EXERCISE PROMPT |
Scan the material for the word "else" and copy each line where it occurs.

DATA FOR THIS TASK START

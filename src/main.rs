// Allow common clippy pedantic lints
#![allow(clippy::cast_possible_truncation)]
#![allow(clippy::cast_sign_loss)]
#![allow(clippy::cast_lossless)]
#![allow(clippy::too_many_lines)]
#![allow(clippy::must_use_candidate)]
#![allow(clippy::needless_pass_by_value)]

//! opensea-feed CLI
//!
//! Pulls marketplace records and writes them to stdout as JSON lines

use anyhow::Context;
use clap::Parser;
use opensea_feed::cli::{Cli, Runner};
use tracing::Level;

#[tokio::main]
async fn main() {
    let cli = Cli::parse();

    // Logs go to stderr so stdout carries only records
    let level = if cli.verbose { Level::DEBUG } else { Level::INFO };
    tracing_subscriber::fmt()
        .with_env_filter(
            tracing_subscriber::EnvFilter::from_default_env().add_directive(level.into()),
        )
        .with_writer(std::io::stderr)
        .init();

    if let Err(e) = run(cli).await {
        eprintln!("Error: {e:#}");
        std::process::exit(1);
    }
}

async fn run(cli: Cli) -> anyhow::Result<()> {
    let config_path = cli.config.clone();
    let runner = Runner::new(cli);
    runner.run().await.with_context(|| match config_path {
        Some(path) => format!("opensea-feed failed (config: {})", path.display()),
        None => "opensea-feed failed".to_string(),
    })
}
//! Transport seam
//!
//! Request and response shapes exchanged with whatever performs the HTTP call.

use crate::error::Result;
use crate::types::{Method, QueryParams};
use async_trait::async_trait;
use bytes::Bytes;
use std::collections::HashMap;
use std::sync::Arc;

/// One HTTP call, described without reference to any client library
#[derive(Debug, Clone, Default)]
pub struct TransportRequest {
    /// HTTP method
    pub method: Method,
    /// Path relative to the API base, starting with `/`
    pub path: String,
    /// Ordered query parameters
    pub query: QueryParams,
    /// Request headers
    pub headers: HashMap<String, String>,
    /// Optional JSON body
    pub body: Option<Bytes>,
}

impl TransportRequest {
    /// Create a request for `path`
    pub fn new(method: Method, path: impl Into<String>) -> Self {
        Self {
            method,
            path: path.into(),
            ..Default::default()
        }
    }

    /// Shorthand for a GET request
    pub fn get(path: impl Into<String>) -> Self {
        Self::new(Method::GET, path)
    }

    /// Replace the query parameters
    #[must_use]
    pub fn with_query(mut self, query: QueryParams) -> Self {
        self.query = query;
        self
    }

    /// Add a header
    #[must_use]
    pub fn header(mut self, key: impl Into<String>, value: impl Into<String>) -> Self {
        self.headers.insert(key.into(), value.into());
        self
    }

    /// Set a JSON body
    #[must_use]
    pub fn json_body(mut self, body: impl Into<Bytes>) -> Self {
        self.body = Some(body.into());
        self
    }

    /// Path plus encoded query, for logging
    pub fn path_and_query(&self) -> String {
        if self.query.is_empty() {
            self.path.clone()
        } else {
            format!("{}?{}", self.path, self.query.encode())
        }
    }
}

/// Raw outcome of one HTTP call
#[derive(Debug, Clone)]
pub struct TransportResponse {
    /// HTTP status code
    pub status: u16,
    /// Response body, unparsed
    pub body: Bytes,
}

impl TransportResponse {
    /// Create a response
    pub fn new(status: u16, body: impl Into<Bytes>) -> Self {
        Self {
            status,
            body: body.into(),
        }
    }
}

/// Performs a single HTTP call.
///
/// Implementations return `Ok` for every HTTP status; only failures to
/// complete the exchange (DNS, connect, timeout, body read) are errors.
#[async_trait]
pub trait Transport: Send + Sync {
    /// Execute one request
    async fn execute(&self, request: TransportRequest) -> Result<TransportResponse>;
}

#[async_trait]
impl<T: Transport + ?Sized> Transport for Arc<T> {
    async fn execute(&self, request: TransportRequest) -> Result<TransportResponse> {
        (**self).execute(request).await
    }
}
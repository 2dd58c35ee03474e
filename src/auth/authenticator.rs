//! Authenticator implementation
//!
//! Applies the configured credential to outgoing transport requests.

use super::types::AuthConfig;
use crate::http::TransportRequest;

/// Authenticator handles applying authentication to requests
#[derive(Debug, Clone, Default)]
pub struct Authenticator {
    config: AuthConfig,
}

impl Authenticator {
    /// Create a new authenticator with the given config
    pub fn new(config: AuthConfig) -> Self {
        Self { config }
    }

    /// The active configuration
    pub fn config(&self) -> &AuthConfig {
        &self.config
    }

    /// Apply authentication to a request
    pub fn apply(&self, request: &mut TransportRequest) {
        match &self.config {
            AuthConfig::None => {}
            AuthConfig::ApiKey { name, value } => {
                request.headers.insert(name.clone(), value.clone());
            }
        }
    }
}
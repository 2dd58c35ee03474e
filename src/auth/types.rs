//! Auth configuration types

use std::fmt;

/// Header the marketplace API reads the key from
pub const DEFAULT_API_KEY_HEADER: &str = "X-API-KEY";

/// Authentication configuration
#[derive(Clone, Default)]
pub enum AuthConfig {
    /// No authentication required
    #[default]
    None,

    /// Static API key sent as a header on every request
    ApiKey {
        /// Header name
        name: String,
        /// The API key value
        value: String,
    },
}

impl AuthConfig {
    /// API key sent in the standard `X-API-KEY` header
    pub fn api_key(value: impl Into<String>) -> Self {
        Self::ApiKey {
            name: DEFAULT_API_KEY_HEADER.to_string(),
            value: value.into(),
        }
    }

    /// Check whether a credential is configured
    pub fn is_configured(&self) -> bool {
        match self {
            AuthConfig::None => false,
            AuthConfig::ApiKey { value, .. } => !value.is_empty(),
        }
    }
}

// Keys never reach logs.
impl fmt::Debug for AuthConfig {
    fn fmt(&self, f: &mut fmt::Formatter<'_>) -> fmt::Result {
        match self {
            AuthConfig::None => f.write_str("None"),
            AuthConfig::ApiKey { name, .. } => f
                .debug_struct("ApiKey")
                .field("name", name)
                .field("value", &"<redacted>")
                .finish(),
        }
    }
}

DATA FOR THIS TASK END

YOUR RESPONSE |
    let level = if cli.verbose { Level::DEBUG } else { Level::INFO };
        } else {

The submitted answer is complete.